GOING AGAINST THE GRAIN

Before colonization, seed-saving was maintained by kinship systems. With these disrupted there is now a move towards community-based seed saving and women remain at the centre. Via Campesina, a global network of rural workers formed in 1993, has a seed-saving campaign encouraging networks, fairs and exchanges within its 169 member organizations in 69 countries. The African Biodiversity Network encourages farmers in eleven countries to save a larger variety of seeds to grow more resilient local crops. Varieties of the highly nutritious sweet potato and cassava plant are being protected. A Kenya program enhances seed-saving; the healthiest plants are marked for seeds before harvesting.

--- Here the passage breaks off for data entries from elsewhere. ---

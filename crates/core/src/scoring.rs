//! Shared scoring utilities.

/// Clamp a score into [0, 1]. NaN maps to 0.
pub fn clamp_unit(value: f64) -> f64 {
    if value.is_nan() { 0.0 } else { value.clamp(0.0, 1.0) }
}

/// Weighted average of `(score, weight)` pairs, 0 when all weights are 0.
pub fn weighted_average(pairs: &[(f64, f64)]) -> f64 {
    let total_weight: f64 = pairs.iter().map(|(_, w)| w).sum();
    if total_weight <= 0.0 {
        return 0.0;
    }
    pairs.iter().map(|(s, w)| s * w).sum::<f64>() / total_weight
}

/// Arithmetic mean, `None` for an empty slice.
pub fn mean(values: &[f64]) -> Option<f64> {
    if values.is_empty() {
        None
    } else {
        Some(values.iter().sum::<f64>() / values.len() as f64)
    }
}

/// Cosine similarity between two embedding vectors, in [-1, 1].
///
/// Zero vectors give 0.
///
/// # Panics
///
/// Panics when the vectors differ in length: that is a caller bug, not a
/// data condition.
pub fn cosine_similarity(a: &[f32], b: &[f32]) -> f64 {
    assert_eq!(
        a.len(),
        b.len(),
        "cosine_similarity: vector length mismatch ({} vs {})",
        a.len(),
        b.len()
    );

    let mut dot = 0.0f64;
    let mut norm_a = 0.0f64;
    let mut norm_b = 0.0f64;

    for (x, y) in a.iter().zip(b.iter()) {
        let x = *x as f64;
        let y = *y as f64;
        dot += x * y;
        norm_a += x * x;
        norm_b += y * y;
    }

    let denom = norm_a.sqrt() * norm_b.sqrt();
    if denom < 1e-10 {
        return 0.0;
    }

    (dot / denom).clamp(-1.0, 1.0)
}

India’s agriculture is mostly on dry lands and this demands astute know-how about the strengths of seed varieties. Most rice is grown from just a few vulnerable varieties and some staple millet varieties are endangered. The Deccan Development Society (DDS) links women at the village level where the storing of seeds coincides with Hindu festivals. Sharing, borrowing, and exchanging seeds are encouraged. There is a growing Movement to Save Seeds in the foothills of the Himalayas.

Seed saving is more widespread in the global south, though some seed banks, like England’s Millennium Seed Bank, have been created elsewhere. Some governments are learning from peasant groups, for example Thailand and Cuba promote seed diversity to enhance food sovereignty. While four main GM crops – maize, soybean, canola and cotton – commercialized over the last decade do threaten seed diversity, ninety percent of this market is in only four countries, the U.S., Brazil, Argentina and, yes, Canada. It is in these countries that a return to knowledge and respect for seeds is most needed.